§ Work request
First find the line with "for object in" in the entries below, then set down exactly every line through the line with "let backup: BackupJob", that line included.

[Stored items]
—————
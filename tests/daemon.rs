mod common;

use std::sync::Arc;
use std::time::Duration;

use common::*;
use serde_json::{Value, json};
use snapmover::adapters::MemoryStore;
use snapmover::config::AppConfig;
use snapmover::context::AppContext;
use snapmover::core::job::MoverJob;
use snapmover::core::models::{BackupJob, Phase, RestoreJob, StoredObject};
use snapmover::core::{KindRegistry, Orchestrator};
use snapmover::rpc::methods::{DaemonStatus, JobKind, JobSummary};
use snapmover::rpc::{ClientError, RpcClient};
use tokio_util::sync::CancellationToken;

fn config() -> AppConfig {
    AppConfig {
        rpc_bind: "127.0.0.1:0".into(),
        simulation: true,
        simulated_transfer_secs: 0,
        poll_interval_secs: 1,
        resync_interval_secs: 5,
        max_concurrent_backups: 1,
        ..AppConfig::default()
    }
}

async fn wait_until_settled<J: MoverJob>(client: &RpcClient, kind: JobKind, name: &str) -> J {
    tokio::time::timeout(Duration::from_secs(15), async {
        loop {
            let obj: StoredObject = client
                .call(
                    "jobs.get",
                    Some(json!({ "kind": kind, "namespace": APP_NS, "name": name })),
                )
                .await
                .unwrap();
            let job = J::from_object(obj).unwrap();
            if job.status().phase.is_some_and(Phase::is_outcome) {
                return job;
            }
            tokio::time::sleep(Duration::from_millis(50)).await;
        }
    })
    .await
    .expect("job did not settle")
}

#[tokio::test]
async fn test_backup_and_restore_through_rpc() {
    let config = config();
    let registry = Arc::new(KindRegistry::with_defaults());
    let store = Arc::new(MemoryStore::new(registry.clone()));
    let ctx = AppContext::new(config, registry, store);

    let shutdown = CancellationToken::new();
    let running = Orchestrator::new(ctx).spawn(shutdown.clone()).await.unwrap();
    let client = RpcClient::new(running.rpc_addr);

    let source = StoredObject::new("VolumeSnapshotContent", None, "b1-source")
        .with_spec(json!({ "volumeSnapshotClassName": "csi-snapclass" }))
        .with_status(json!({ "snapshotHandle": "handle-b1", "restoreSize": "5Gi" }));
    let secret = StoredObject::new("Secret", Some(PROTECTED_NS), SECRET_NAME)
        .with_spec(json!({ "data": { "RESTIC_REPOSITORY": REPOSITORY } }));
    for object in [source, secret] {
        let _: Value = client
            .call("objects.create", Some(json!({ "object": object })))
            .await
            .unwrap();
    }

    let _: Value = client
        .call(
            "backup.create",
            Some(json!({
                "namespace": APP_NS,
                "name": "b1",
                "volume_snapshot_content": "b1-source",
                "restic_secret": SECRET_NAME,
                "protected_namespace": PROTECTED_NS,
            })),
        )
        .await
        .unwrap();

    let backup: BackupJob = wait_until_settled(&client, JobKind::Backup, "b1").await;
    assert_eq!(backup.status.phase, Some(Phase::Completed));
    assert_eq!(
        backup.status.restic_repository.as_deref(),
        Some("s3:s3.example.com/bucket/base/b1")
    );

    let _: Value = client
        .call(
            "restore.create",
            Some(json!({
                "namespace": APP_NS,
                "name": "r1",
                "restic_secret": SECRET_NAME,
                "protected_namespace": PROTECTED_NS,
                "backup": { "name": "b1" },
            })),
        )
        .await
        .unwrap();

    let restore: RestoreJob = wait_until_settled(&client, JobKind::Restore, "r1").await;
    assert_eq!(restore.status.phase, Some(Phase::Completed));
    assert_eq!(restore.spec.backup_ref.source_pvc_data.size, "5Gi");
    assert!(restore.status.snapshot_handle.is_some());

    let rows: Vec<JobSummary> = client.call("jobs.list", None).await.unwrap();
    assert_eq!(rows.len(), 2);

    let status: DaemonStatus = client.call_no_params("daemon.status").await.unwrap();
    assert!(status.simulation);
    assert!(status.backups.processing.is_empty());
    assert!(status.restores.queued.is_empty());

    shutdown.cancel();
    running.wait().await.unwrap();
}

#[tokio::test]
async fn test_restore_from_unknown_backup_is_rejected() {
    let registry = Arc::new(KindRegistry::with_defaults());
    let store = Arc::new(MemoryStore::new(registry.clone()));
    let ctx = AppContext::new(config(), registry, store);

    let shutdown = CancellationToken::new();
    let running = Orchestrator::new(ctx).spawn(shutdown.clone()).await.unwrap();
    let client = RpcClient::new(running.rpc_addr);

    let err = client
        .call::<Value>(
            "restore.create",
            Some(json!({
                "namespace": APP_NS,
                "name": "r1",
                "restic_secret": SECRET_NAME,
                "protected_namespace": PROTECTED_NS,
                "backup": { "name": "missing" },
            })),
        )
        .await
        .unwrap_err();
    assert!(matches!(err, ClientError::Rpc(_)));

    shutdown.cancel();
    running.wait().await.unwrap();
}
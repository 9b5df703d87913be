use std::net::SocketAddr;
use std::path::PathBuf;
use std::sync::Arc;

use anyhow::{Context, Result};
use clap::{Args, Parser, Subcommand};
use serde::Serialize;
use serde_json::{Value, json};
use snapmover::config::{AppConfig, StoreBackend};
use snapmover::context::AppContext;
use snapmover::core::{KindRegistry, Orchestrator};
use snapmover::rpc::RpcClient;
use snapmover::rpc::methods::{DaemonStatus, JobKind, JobSummary};
use snapmover::{adapters, logging};
use tokio_util::sync::CancellationToken;
use tracing::info;

#[derive(Parser)]
#[command(name = "snapmover")]
#[command(about = "Volume snapshot data mover controller", long_about = None)]
struct Cli {
    #[command(subcommand)]
    command: Commands,

    /// Daemon RPC address used by client commands (defaults to rpc_bind).
    #[arg(long, global = true)]
    rpc: Option<String>,
}

#[derive(Subcommand)]
enum Commands {
    /// Run the controllers and the RPC server.
    Daemon(ServerArgs),
    /// Show daemon health and admission state.
    Status,
    /// Inspect and delete jobs.
    #[command(subcommand)]
    Jobs(JobsCommand),
    /// Create a backup job.
    Backup(BackupArgs),
    /// Create a restore job.
    Restore(RestoreArgs),
}

#[derive(Args, Serialize)]
struct ServerArgs {
    #[serde(skip_serializing_if = "Option::is_none")]
    #[arg(long, value_enum)]
    store: Option<StoreBackend>,

    #[serde(skip_serializing_if = "Option::is_none")]
    #[arg(long)]
    database_path: Option<PathBuf>,

    #[serde(skip_serializing_if = "Option::is_none")]
    #[arg(long)]
    max_concurrent_backups: Option<usize>,

    #[serde(skip_serializing_if = "Option::is_none")]
    #[arg(long)]
    max_concurrent_restores: Option<usize>,

    #[serde(skip_serializing_if = "Option::is_none")]
    #[arg(long)]
    workers: Option<usize>,

    #[serde(skip_serializing_if = "Option::is_none")]
    #[arg(long)]
    verify_cleanup: Option<bool>,

    #[serde(skip_serializing_if = "Option::is_none")]
    #[arg(long)]
    rpc_bind: Option<String>,

    #[serde(skip_serializing_if = "Option::is_none")]
    #[arg(long)]
    simulation: Option<bool>,

    #[serde(skip_serializing_if = "Option::is_none")]
    #[arg(long)]
    verbose: Option<bool>,

    #[serde(skip_serializing_if = "Option::is_none")]
    #[arg(long)]
    log_json: Option<bool>,
}

#[derive(Subcommand)]
enum JobsCommand {
    List {
        #[arg(long, value_parser = parse_kind)]
        kind: Option<JobKind>,
        #[arg(long)]
        namespace: Option<String>,
    },
    Get(JobArgs),
    Delete(JobArgs),
}

#[derive(Args)]
struct JobArgs {
    #[arg(value_parser = parse_kind)]
    kind: JobKind,
    namespace: String,
    name: String,
}

#[derive(Args)]
struct BackupArgs {
    namespace: String,
    name: String,
    #[arg(long)]
    volume_snapshot_content: String,
    #[arg(long)]
    restic_secret: String,
    #[arg(long)]
    protected_namespace: String,
}

#[derive(Args)]
struct RestoreArgs {
    namespace: String,
    name: String,
    /// Backup job (in the same namespace) to restore from.
    #[arg(long)]
    from_backup: String,
    #[arg(long)]
    restic_secret: String,
    #[arg(long)]
    protected_namespace: String,
}

fn parse_kind(s: &str) -> Result<JobKind, String> {
    match s {
        "backup" | "vsb" => Ok(JobKind::Backup),
        "restore" | "vsr" => Ok(JobKind::Restore),
        other => Err(format!("unknown job kind {other:?} (expected backup or restore)")),
    }
}

#[tokio::main]
async fn main() -> Result<()> {
    let cli = Cli::parse();

    let config = match &cli.command {
        Commands::Daemon(args) => AppConfig::new(Some(args))?,
        _ => AppConfig::new(None::<&ServerArgs>)?,
    };

    let rpc_addr = cli.rpc.clone().unwrap_or_else(|| config.rpc_bind.clone());
    let client = || -> Result<RpcClient> {
        let addr = rpc_addr
            .parse::<SocketAddr>()
            .with_context(|| format!("Invalid RPC address {rpc_addr:?}"))?;
        Ok(RpcClient::new(addr))
    };

    match &cli.command {
        Commands::Daemon(_) => {
            logging::init(logging::LogConfig::from(&config));
            run_daemon(config).await.context("Failed to run daemon")?
        }
        Commands::Status => run_status(&client()?)
            .await
            .context("Failed to check status of daemon")?,
        Commands::Jobs(command) => run_jobs(&client()?, command).await?,
        Commands::Backup(args) => run_backup(&client()?, args).await?,
        Commands::Restore(args) => run_restore(&client()?, args).await?,
    }

    Ok(())
}

async fn run_daemon(config: AppConfig) -> Result<()> {
    let registry = Arc::new(KindRegistry::with_defaults());
    let store = adapters::create_store(&config, registry.clone()).await?;
    let ctx = AppContext::new(config, registry, store);

    let shutdown = CancellationToken::new();
    let token = shutdown.clone();
    tokio::spawn(async move {
        if tokio::signal::ctrl_c().await.is_ok() {
            info!("Shutdown requested");
            token.cancel();
        }
    });

    Orchestrator::new(ctx).start(shutdown).await
}

async fn run_status(client: &RpcClient) -> Result<()> {
    let status: DaemonStatus = client.call_no_params("daemon.status").await?;
    println!("snapmover {} (up {}s)", status.version, status.uptime_secs);
    println!("store: {}  simulation: {}", status.store, status.simulation);
    for (label, batching) in [("backups", &status.backups), ("restores", &status.restores)] {
        println!(
            "{label}: {}/{} processing, {} queued",
            batching.processing.len(),
            batching.limit,
            batching.queued.len()
        );
    }
    Ok(())
}

async fn run_jobs(client: &RpcClient, command: &JobsCommand) -> Result<()> {
    match command {
        JobsCommand::List { kind, namespace } => {
            let rows: Vec<JobSummary> = client
                .call("jobs.list", Some(json!({ "kind": kind, "namespace": namespace })))
                .await?;
            println!(
                "{:<8} {:<16} {:<24} {:<20} {:<10} {:>6}",
                "KIND", "NAMESPACE", "NAME", "PHASE", "BATCHING", "AGE"
            );
            for row in rows {
                println!(
                    "{:<8} {:<16} {:<24} {:<20} {:<10} {:>6}",
                    format!("{:?}", row.kind).to_lowercase(),
                    row.namespace,
                    row.name,
                    row.phase.map(|p| p.to_string()).unwrap_or_else(|| "-".into()),
                    row.batching.map(|b| format!("{b:?}")).unwrap_or_else(|| "-".into()),
                    row.age_secs.map(|a| format!("{a}s")).unwrap_or_else(|| "-".into()),
                );
            }
        }
        JobsCommand::Get(job) => {
            let obj: Value = client.call("jobs.get", Some(job_params(job))).await?;
            println!("{}", serde_json::to_string_pretty(&obj)?);
        }
        JobsCommand::Delete(job) => {
            let _: Value = client.call("jobs.delete", Some(job_params(job))).await?;
            println!("deletion requested for {}/{}", job.namespace, job.name);
        }
    }
    Ok(())
}

async fn run_backup(client: &RpcClient, args: &BackupArgs) -> Result<()> {
    let _: Value = client
        .call(
            "backup.create",
            Some(json!({
                "namespace": args.namespace,
                "name": args.name,
                "volume_snapshot_content": args.volume_snapshot_content,
                "restic_secret": args.restic_secret,
                "protected_namespace": args.protected_namespace,
            })),
        )
        .await?;
    println!("backup {}/{} created", args.namespace, args.name);
    Ok(())
}

async fn run_restore(client: &RpcClient, args: &RestoreArgs) -> Result<()> {
    let _: Value = client
        .call(
            "restore.create",
            Some(json!({
                "namespace": args.namespace,
                "name": args.name,
                "restic_secret": args.restic_secret,
                "protected_namespace": args.protected_namespace,
                "backup": { "name": args.from_backup },
            })),
        )
        .await?;
    println!("restore {}/{} created", args.namespace, args.name);
    Ok(())
}

fn job_params(job: &JobArgs) -> Value {
    json!({ "kind": job.kind, "namespace": job.namespace, "name": job.name })
}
—————
§ Written answer
    for object in [source, secret] {
        let _: Value = client
            .call("objects.create", Some(json!({ "object": object })))
            .await
            .unwrap();
    }

    let _: Value = client
        .call(
            "backup.create",
            Some(json!({
                "namespace": APP_NS,
                "name": "b1",
                "volume_snapshot_content": "b1-source",
                "restic_secret": SECRET_NAME,
                "protected_namespace": PROTECTED_NS,
            })),
        )
        .await
        .unwrap();

    let backup: BackupJob = wait_until_settled(&client, JobKind::Backup, "b1").await;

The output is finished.